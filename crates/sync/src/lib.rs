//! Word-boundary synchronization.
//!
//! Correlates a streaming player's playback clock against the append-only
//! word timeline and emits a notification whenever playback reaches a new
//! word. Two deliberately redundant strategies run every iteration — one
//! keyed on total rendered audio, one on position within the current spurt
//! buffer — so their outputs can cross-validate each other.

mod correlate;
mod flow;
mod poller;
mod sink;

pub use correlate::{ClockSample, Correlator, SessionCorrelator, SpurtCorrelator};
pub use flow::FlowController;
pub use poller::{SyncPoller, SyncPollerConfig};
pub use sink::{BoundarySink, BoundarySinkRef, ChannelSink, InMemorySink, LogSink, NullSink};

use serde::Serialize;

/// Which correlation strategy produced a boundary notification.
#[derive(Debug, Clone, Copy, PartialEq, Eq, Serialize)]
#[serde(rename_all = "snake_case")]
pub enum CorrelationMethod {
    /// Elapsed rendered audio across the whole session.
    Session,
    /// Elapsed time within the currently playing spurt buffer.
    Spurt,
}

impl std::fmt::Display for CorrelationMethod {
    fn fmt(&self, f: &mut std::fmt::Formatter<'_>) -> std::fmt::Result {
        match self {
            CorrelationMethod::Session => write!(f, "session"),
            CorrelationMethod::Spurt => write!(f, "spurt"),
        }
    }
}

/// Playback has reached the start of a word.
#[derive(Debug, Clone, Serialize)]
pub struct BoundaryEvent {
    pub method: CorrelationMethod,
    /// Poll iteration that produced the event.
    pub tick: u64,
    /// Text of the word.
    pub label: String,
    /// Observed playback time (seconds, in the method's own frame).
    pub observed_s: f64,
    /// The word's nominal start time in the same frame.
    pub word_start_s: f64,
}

══════════

EXERCISE PROMPT
Using the records above, say how many lines contain the string "frame"; offer no other text.

EXERCISE RESPONSE
2